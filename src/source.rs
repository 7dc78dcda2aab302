//! PVL source engine
//!
//! Resolves the anchor's current kit hash, checks that the anchor
//! observation is fresh enough to rely on, serves the matching kit from the
//! cache, and falls back to a verified network fetch.
//!
//! One lock per engine is held across the anchor check, freshness
//! classification, cache lookup and network fetch. Concurrent callers are
//! deliberately serialized rather than parallelized: kits change rarely and
//! this path is cold most of the time, so one fetch per cold cache beats
//! redundant network traffic. The store write-back after a fetch is the only
//! detached sub-operation; the caller never observes its outcome.
//!
//! Cancellation follows normal async semantics: dropping a caller's future
//! abandons any in-flight collaborator call, and the lock guard releases on
//! every exit path.

use crate::anchor::{AnchorRoot, MerkleAnchor};
use crate::cache::CacheLayer;
use crate::config::PvlConfig;
use crate::error::{PvlResult, PvlSourceError};
use crate::fetch::{self, RemoteFetcher};
use crate::freshness::{Freshness, FreshnessPolicy};
use crate::kit::PvlKit;
use crate::store::PersistentStore;
use chrono::Utc;
use std::path::PathBuf;
use std::sync::Arc;
use tokio::sync::Mutex;
use tracing::{debug, warn};

/// The way to get the active PVL kit.
///
/// Construct one instance per process and share it; the cache slot lives on
/// the instance, not in any global registry.
pub struct PvlSource {
    anchor: Arc<dyn MerkleAnchor>,
    fetcher: Arc<dyn RemoteFetcher>,
    policy: FreshnessPolicy,
    kit_override: Option<PathBuf>,
    cache: Mutex<CacheLayer>,
}

impl PvlSource {
    /// Create an engine from its collaborators
    pub fn new(
        config: &PvlConfig,
        anchor: Arc<dyn MerkleAnchor>,
        store: Arc<dyn PersistentStore>,
        fetcher: Arc<dyn RemoteFetcher>,
    ) -> Self {
        Self {
            anchor,
            fetcher,
            policy: config.freshness_policy(),
            kit_override: config.kit_override(),
            cache: Mutex::new(CacheLayer::new(store)),
        }
    }

    /// Get the ruleset for one PVL version out of the active kit.
    pub async fn get_pvl(&self, version: i64) -> PvlResult<String> {
        let kit_json = self.get_kit_string().await?;
        let kit = PvlKit::parse(&kit_json)?;
        kit.lookup(version)
    }

    /// Get the active kit document.
    ///
    /// Makes sure the anchor root is recent enough, then serves the kit the
    /// root points at from memory, falling back to the store, falling back
    /// to a verified server fetch.
    pub async fn get_kit_string(&self) -> PvlResult<String> {
        // Operator-trusted file bypasses every check below.
        if let Some(path) = &self.kit_override {
            debug!("using operator kit override: {}", path.display());
            return tokio::fs::read_to_string(path).await.map_err(|e| {
                PvlSourceError::io(format!("reading kit override {}", path.display()), e)
            });
        }

        let mut cache = self.cache.lock().await;

        let root = self.resolve_root().await?;
        if root.pvl_hash.is_empty() {
            return Err(PvlSourceError::NoHash { seqno: root.seqno });
        }
        let hash = root.pvl_hash;

        if let Some(kit_json) = cache.get(&hash).await {
            debug!("using pvl kit hash: {}", hash);
            return Ok(kit_json);
        }

        // Cold path: fetch from the server and verify the digest before the
        // payload touches either cache tier.
        let kit_json = fetch::fetch_verified(self.fetcher.as_ref(), &hash).await?;
        // Fire-and-forget persist; the caller never observes its outcome.
        let _persist = cache.put(&hash, &kit_json);

        debug!("using pvl kit hash: {}", hash);
        Ok(kit_json)
    }

    /// Resolve a usable anchor root, attempting one refresh when the current
    /// observation is missing or no longer fresh. A failed refresh is logged
    /// and the stale-but-not-expired root is used regardless.
    async fn resolve_root(&self) -> PvlResult<AnchorRoot> {
        let mut root = self.anchor.last_root();

        let now = Utc::now();
        let wants_refresh = match &root {
            None => true,
            Some(r) => self.policy.classify(r.fetched_at, now) != Freshness::Fresh,
        };
        if wants_refresh {
            debug!("merkle anchor root should refresh");
            match self.anchor.refresh().await {
                Ok(()) => root = self.anchor.last_root(),
                Err(e) => warn!("could not refresh merkle anchor root: {}", e),
            }
        }

        let root = root.ok_or(PvlSourceError::NoAnchor)?;

        if self.policy.classify(root.fetched_at, Utc::now()) == Freshness::Expired {
            debug!("merkle anchor root too old: seqno {}", root.seqno);
            return Err(PvlSourceError::StaleAnchor {
                seqno: root.seqno,
                fetched_at: root.fetched_at,
            });
        }

        Ok(root)
    }
}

• • • • •

Each entry above needs to be output exactly as written.

Written reply:
filename src/source.rs
repository 7dc78dcda2aab302
//! PVL source engine
//!
//! Resolves the anchor's current kit hash, checks that the anchor
//! observation is fresh enough to rely on, serves the matching kit from the
//! cache, and falls back to a verified network fetch.
//!
//! One lock per engine is held across the anchor check, freshness
//! classification, cache lookup and network fetch. Concurrent callers are
//! deliberately serialized rather than parallelized: kits change rarely and
//! this path is cold most of the time, so one fetch per cold cache beats
//! redundant network traffic. The store write-back after a fetch is the only
//! detached sub-operation; the caller never observes its outcome.
//!
//! Cancellation follows normal async semantics: dropping a caller's future
//! abandons any in-flight collaborator call, and the lock guard releases on
//! every exit path.

use crate::anchor::{AnchorRoot, MerkleAnchor};
use crate::cache::CacheLayer;
use crate::config::PvlConfig;
use crate::error::{PvlResult, PvlSourceError};
use crate::fetch::{self, RemoteFetcher};
use crate::freshness::{Freshness, FreshnessPolicy};
use crate::kit::PvlKit;
use crate::store::PersistentStore;
use chrono::Utc;
use std::path::PathBuf;
use std::sync::Arc;
use tokio::sync::Mutex;
use tracing::{debug, warn};

/// The way to get the active PVL kit.
///
/// Construct one instance per process and share it; the cache slot lives on
/// the instance, not in any global registry.
pub struct PvlSource {
    anchor: Arc<dyn MerkleAnchor>,
    fetcher: Arc<dyn RemoteFetcher>,
    policy: FreshnessPolicy,
    kit_override: Option<PathBuf>,
    cache: Mutex<CacheLayer>,
}

impl PvlSource {
    /// Create an engine from its collaborators
    pub fn new(
        config: &PvlConfig,
        anchor: Arc<dyn MerkleAnchor>,
        store: Arc<dyn PersistentStore>,
        fetcher: Arc<dyn RemoteFetcher>,
    ) -> Self {
        Self {
            anchor,
            fetcher,
            policy: config.freshness_policy(),
            kit_override: config.kit_override(),
            cache: Mutex::new(CacheLayer::new(store)),
        }
    }

    /// Get the ruleset for one PVL version out of the active kit.
    pub async fn get_pvl(&self, version: i64) -> PvlResult<String> {
        let kit_json = self.get_kit_string().await?;
        let kit = PvlKit::parse(&kit_json)?;
        kit.lookup(version)
    }

    /// Get the active kit document.
    ///
    /// Makes sure the anchor root is recent enough, then serves the kit the
    /// root points at from memory, falling back to the store, falling back
    /// to a verified server fetch.
    pub async fn get_kit_string(&self) -> PvlResult<String> {
        // Operator-trusted file bypasses every check below.
        if let Some(path) = &self.kit_override {
            debug!("using operator kit override: {}", path.display());
            return tokio::fs::read_to_string(path).await.map_err(|e| {
                PvlSourceError::io(format!("reading kit override {}", path.display()), e)
            });
        }

        let mut cache = self.cache.lock().await;

        let root = self.resolve_root().await?;
        if root.pvl_hash.is_empty() {
            return Err(PvlSourceError::NoHash { seqno: root.seqno });
        }
        let hash = root.pvl_hash;

        if let Some(kit_json) = cache.get(&hash).await {
            debug!("using pvl kit hash: {}", hash);
            return Ok(kit_json);
        }

        // Cold path: fetch from the server and verify the digest before the
        // payload touches either cache tier.
        let kit_json = fetch::fetch_verified(self.fetcher.as_ref(), &hash).await?;
        // Fire-and-forget persist; the caller never observes its outcome.
        let _persist = cache.put(&hash, &kit_json);

        debug!("using pvl kit hash: {}", hash);
        Ok(kit_json)
    }

    /// Resolve a usable anchor root, attempting one refresh when the current
    /// observation is missing or no longer fresh. A failed refresh is logged
    /// and the stale-but-not-expired root is used regardless.
    async fn resolve_root(&self) -> PvlResult<AnchorRoot> {
        let mut root = self.anchor.last_root();

        let now = Utc::now();
        let wants_refresh = match &root {
            None => true,
            Some(r) => self.policy.classify(r.fetched_at, now) != Freshness::Fresh,
        };
        if wants_refresh {
            debug!("merkle anchor root should refresh");
            match self.anchor.refresh().await {
                Ok(()) => root = self.anchor.last_root(),
                Err(e) => warn!("could not refresh merkle anchor root: {}", e),
            }
        }

        let root = root.ok_or(PvlSourceError::NoAnchor)?;

        if self.policy.classify(root.fetched_at, Utc::now()) == Freshness::Expired {
            debug!("merkle anchor root too old: seqno {}", root.seqno);
            return Err(PvlSourceError::StaleAnchor {
                seqno: root.seqno,
                fetched_at: root.fetched_at,
            });
        }

        Ok(root)
    }
}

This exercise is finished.